- Problem description -
Given the records below, pull every line with the word "impl" into the answer.
*** Material for the task Section Begins ***
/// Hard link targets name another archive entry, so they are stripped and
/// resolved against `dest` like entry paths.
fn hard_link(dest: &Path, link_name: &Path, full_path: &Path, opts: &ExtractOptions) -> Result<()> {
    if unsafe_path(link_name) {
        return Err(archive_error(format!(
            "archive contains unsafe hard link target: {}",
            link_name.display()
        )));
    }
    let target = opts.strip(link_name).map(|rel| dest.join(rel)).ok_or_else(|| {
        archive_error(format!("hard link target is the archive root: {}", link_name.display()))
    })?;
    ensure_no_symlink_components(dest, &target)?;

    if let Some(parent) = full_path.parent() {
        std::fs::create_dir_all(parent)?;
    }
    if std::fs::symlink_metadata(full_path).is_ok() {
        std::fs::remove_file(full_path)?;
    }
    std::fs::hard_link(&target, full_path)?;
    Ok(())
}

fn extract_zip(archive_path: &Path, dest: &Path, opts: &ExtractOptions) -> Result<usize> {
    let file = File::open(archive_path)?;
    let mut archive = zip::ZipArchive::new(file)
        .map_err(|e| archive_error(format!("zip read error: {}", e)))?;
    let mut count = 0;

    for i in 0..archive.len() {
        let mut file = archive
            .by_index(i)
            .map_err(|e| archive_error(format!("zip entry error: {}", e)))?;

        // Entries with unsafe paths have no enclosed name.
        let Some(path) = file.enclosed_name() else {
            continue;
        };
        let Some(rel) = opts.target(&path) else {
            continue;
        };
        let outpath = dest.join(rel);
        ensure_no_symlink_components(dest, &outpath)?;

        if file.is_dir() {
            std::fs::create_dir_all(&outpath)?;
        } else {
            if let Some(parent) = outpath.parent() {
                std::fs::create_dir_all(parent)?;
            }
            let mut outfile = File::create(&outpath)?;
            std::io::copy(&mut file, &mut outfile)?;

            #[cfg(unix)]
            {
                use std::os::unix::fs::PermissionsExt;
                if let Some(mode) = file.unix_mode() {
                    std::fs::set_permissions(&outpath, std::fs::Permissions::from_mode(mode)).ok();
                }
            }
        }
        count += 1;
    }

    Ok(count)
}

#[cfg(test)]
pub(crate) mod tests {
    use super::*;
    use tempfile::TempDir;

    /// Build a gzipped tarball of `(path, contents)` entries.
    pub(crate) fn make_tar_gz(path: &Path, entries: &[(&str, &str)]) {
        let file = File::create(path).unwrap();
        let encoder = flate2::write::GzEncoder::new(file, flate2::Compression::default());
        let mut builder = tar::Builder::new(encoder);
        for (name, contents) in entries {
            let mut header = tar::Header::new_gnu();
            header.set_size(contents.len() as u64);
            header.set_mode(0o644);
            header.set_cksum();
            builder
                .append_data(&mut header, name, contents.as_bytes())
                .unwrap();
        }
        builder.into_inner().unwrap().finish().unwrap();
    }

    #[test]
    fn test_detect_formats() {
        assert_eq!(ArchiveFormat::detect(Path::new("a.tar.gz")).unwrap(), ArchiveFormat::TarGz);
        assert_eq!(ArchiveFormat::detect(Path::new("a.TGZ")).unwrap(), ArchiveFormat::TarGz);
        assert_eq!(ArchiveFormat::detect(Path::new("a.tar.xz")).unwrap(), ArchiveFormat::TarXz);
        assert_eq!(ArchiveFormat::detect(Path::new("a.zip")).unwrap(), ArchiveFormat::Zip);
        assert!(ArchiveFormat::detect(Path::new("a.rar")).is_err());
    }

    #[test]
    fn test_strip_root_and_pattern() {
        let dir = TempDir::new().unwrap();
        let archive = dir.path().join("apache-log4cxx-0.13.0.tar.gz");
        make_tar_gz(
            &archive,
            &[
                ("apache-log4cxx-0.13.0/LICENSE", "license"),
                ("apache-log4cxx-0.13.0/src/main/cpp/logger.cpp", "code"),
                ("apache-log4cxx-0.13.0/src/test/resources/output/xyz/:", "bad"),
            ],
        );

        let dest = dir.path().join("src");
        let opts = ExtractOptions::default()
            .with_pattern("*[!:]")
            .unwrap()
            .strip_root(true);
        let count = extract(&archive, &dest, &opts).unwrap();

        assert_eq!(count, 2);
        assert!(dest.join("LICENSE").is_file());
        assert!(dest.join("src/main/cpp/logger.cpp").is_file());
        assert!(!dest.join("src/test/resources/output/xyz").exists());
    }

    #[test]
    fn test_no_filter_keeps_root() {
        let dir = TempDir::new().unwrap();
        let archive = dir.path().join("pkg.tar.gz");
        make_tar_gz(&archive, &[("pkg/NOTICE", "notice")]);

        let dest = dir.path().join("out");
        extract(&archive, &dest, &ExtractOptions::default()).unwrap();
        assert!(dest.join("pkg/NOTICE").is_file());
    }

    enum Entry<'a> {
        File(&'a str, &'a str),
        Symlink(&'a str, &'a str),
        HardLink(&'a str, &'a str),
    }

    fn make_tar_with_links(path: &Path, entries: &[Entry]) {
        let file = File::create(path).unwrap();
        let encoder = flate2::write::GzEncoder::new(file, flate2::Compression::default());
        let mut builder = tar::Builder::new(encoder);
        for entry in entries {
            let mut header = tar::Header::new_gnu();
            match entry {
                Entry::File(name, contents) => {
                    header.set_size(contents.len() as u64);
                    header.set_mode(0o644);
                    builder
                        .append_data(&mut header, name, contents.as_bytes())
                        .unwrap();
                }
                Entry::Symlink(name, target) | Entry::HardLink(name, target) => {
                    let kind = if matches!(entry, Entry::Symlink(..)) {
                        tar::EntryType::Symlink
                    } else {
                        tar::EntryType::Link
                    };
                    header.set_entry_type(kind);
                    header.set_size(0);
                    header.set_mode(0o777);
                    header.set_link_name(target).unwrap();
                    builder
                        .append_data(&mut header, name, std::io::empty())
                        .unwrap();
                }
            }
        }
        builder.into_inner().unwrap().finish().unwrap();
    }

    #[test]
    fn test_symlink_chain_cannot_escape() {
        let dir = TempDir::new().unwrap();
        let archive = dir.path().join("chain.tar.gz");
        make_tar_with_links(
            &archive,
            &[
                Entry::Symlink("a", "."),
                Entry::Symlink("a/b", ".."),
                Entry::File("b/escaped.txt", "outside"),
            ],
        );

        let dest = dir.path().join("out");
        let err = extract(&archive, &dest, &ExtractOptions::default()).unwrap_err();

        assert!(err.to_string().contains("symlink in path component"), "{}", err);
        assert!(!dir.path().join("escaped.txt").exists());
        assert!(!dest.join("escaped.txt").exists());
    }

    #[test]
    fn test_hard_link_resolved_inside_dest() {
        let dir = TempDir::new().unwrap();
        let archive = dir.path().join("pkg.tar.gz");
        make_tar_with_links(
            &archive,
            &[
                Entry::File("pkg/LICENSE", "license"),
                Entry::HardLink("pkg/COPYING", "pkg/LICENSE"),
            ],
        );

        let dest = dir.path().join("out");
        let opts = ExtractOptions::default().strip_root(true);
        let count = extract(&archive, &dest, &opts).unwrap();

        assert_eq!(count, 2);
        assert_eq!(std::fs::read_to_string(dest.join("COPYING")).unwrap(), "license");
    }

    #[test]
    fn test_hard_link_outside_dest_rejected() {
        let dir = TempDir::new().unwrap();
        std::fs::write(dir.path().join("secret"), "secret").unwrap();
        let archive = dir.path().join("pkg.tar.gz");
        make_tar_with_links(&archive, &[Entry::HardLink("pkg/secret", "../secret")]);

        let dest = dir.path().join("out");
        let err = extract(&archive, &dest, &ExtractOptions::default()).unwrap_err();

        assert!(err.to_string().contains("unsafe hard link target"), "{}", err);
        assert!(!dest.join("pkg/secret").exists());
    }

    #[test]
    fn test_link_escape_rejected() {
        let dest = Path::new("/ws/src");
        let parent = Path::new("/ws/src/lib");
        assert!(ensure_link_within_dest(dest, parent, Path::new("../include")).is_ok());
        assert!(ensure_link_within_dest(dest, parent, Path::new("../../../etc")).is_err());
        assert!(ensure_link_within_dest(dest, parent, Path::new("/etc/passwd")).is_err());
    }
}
*** Material for the task Section Ends ***
*** Material for the task Section Begins ***
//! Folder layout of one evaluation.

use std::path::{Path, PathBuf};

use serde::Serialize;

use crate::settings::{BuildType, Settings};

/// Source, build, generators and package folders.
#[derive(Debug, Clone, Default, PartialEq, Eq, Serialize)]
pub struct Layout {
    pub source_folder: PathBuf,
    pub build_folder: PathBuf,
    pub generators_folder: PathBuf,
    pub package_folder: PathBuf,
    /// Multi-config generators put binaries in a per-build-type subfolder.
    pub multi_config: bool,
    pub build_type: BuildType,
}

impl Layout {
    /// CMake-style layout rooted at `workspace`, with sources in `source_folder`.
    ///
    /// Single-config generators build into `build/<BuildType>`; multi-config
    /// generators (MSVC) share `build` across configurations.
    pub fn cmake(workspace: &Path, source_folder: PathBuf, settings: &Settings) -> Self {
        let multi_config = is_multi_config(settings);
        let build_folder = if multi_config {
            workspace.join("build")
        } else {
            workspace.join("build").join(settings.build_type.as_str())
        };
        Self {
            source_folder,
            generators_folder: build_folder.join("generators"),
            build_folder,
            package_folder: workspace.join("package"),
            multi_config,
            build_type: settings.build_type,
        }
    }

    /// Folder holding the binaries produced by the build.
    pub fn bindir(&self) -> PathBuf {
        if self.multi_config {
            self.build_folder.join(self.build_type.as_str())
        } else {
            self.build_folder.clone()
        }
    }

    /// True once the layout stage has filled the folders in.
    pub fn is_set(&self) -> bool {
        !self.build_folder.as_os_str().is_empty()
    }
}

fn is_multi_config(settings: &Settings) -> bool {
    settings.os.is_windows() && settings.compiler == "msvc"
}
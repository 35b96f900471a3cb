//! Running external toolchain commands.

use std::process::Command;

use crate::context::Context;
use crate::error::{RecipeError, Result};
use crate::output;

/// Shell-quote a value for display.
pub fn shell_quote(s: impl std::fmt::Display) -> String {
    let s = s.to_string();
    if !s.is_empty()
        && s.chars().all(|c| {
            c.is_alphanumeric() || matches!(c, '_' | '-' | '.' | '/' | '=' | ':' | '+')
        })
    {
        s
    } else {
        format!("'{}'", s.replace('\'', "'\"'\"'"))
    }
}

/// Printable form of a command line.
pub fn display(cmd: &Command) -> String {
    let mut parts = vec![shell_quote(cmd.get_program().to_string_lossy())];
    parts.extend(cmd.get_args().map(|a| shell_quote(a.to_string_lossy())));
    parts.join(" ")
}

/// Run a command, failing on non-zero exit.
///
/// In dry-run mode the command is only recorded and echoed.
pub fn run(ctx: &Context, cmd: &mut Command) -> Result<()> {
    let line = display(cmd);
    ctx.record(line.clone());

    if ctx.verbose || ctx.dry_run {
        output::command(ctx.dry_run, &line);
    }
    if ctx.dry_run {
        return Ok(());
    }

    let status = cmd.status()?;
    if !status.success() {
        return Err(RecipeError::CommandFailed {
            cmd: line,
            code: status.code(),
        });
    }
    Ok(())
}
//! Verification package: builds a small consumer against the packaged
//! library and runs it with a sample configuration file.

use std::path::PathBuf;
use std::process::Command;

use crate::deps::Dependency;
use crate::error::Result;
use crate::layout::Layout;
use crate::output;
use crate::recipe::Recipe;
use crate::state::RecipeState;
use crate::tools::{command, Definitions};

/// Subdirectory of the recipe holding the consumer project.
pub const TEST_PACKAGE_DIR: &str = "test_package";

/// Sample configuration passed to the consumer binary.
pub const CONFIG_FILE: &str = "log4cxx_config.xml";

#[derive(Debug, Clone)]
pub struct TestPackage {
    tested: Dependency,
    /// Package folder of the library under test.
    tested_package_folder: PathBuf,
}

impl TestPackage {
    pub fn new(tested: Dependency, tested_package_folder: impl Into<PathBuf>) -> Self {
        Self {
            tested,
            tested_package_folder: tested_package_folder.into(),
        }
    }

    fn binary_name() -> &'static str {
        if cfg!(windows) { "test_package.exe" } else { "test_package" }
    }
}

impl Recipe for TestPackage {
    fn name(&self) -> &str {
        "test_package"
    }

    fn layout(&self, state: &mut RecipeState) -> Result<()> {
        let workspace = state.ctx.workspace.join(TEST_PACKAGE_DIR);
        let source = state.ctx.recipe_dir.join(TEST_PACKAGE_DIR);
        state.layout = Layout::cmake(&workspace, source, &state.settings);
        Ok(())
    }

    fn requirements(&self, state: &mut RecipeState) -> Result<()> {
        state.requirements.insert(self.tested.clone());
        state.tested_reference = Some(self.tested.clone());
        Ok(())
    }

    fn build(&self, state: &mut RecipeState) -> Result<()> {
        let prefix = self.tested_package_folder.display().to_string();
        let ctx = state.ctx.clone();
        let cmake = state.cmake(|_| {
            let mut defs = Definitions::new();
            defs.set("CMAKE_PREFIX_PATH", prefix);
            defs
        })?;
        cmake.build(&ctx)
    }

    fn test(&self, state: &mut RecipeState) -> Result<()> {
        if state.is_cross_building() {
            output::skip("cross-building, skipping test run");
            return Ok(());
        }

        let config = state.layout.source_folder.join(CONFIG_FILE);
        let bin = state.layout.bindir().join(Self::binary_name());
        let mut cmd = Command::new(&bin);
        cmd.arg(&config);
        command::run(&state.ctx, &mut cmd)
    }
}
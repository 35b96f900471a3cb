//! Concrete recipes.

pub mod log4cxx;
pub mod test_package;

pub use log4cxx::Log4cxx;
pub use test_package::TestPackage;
*** Material for the task Section Ends ***
- Written answer -
impl Layout {
pub fn shell_quote(s: impl std::fmt::Display) -> String {
impl TestPackage {
    pub fn new(tested: Dependency, tested_package_folder: impl Into<PathBuf>) -> Self {
impl Recipe for TestPackage {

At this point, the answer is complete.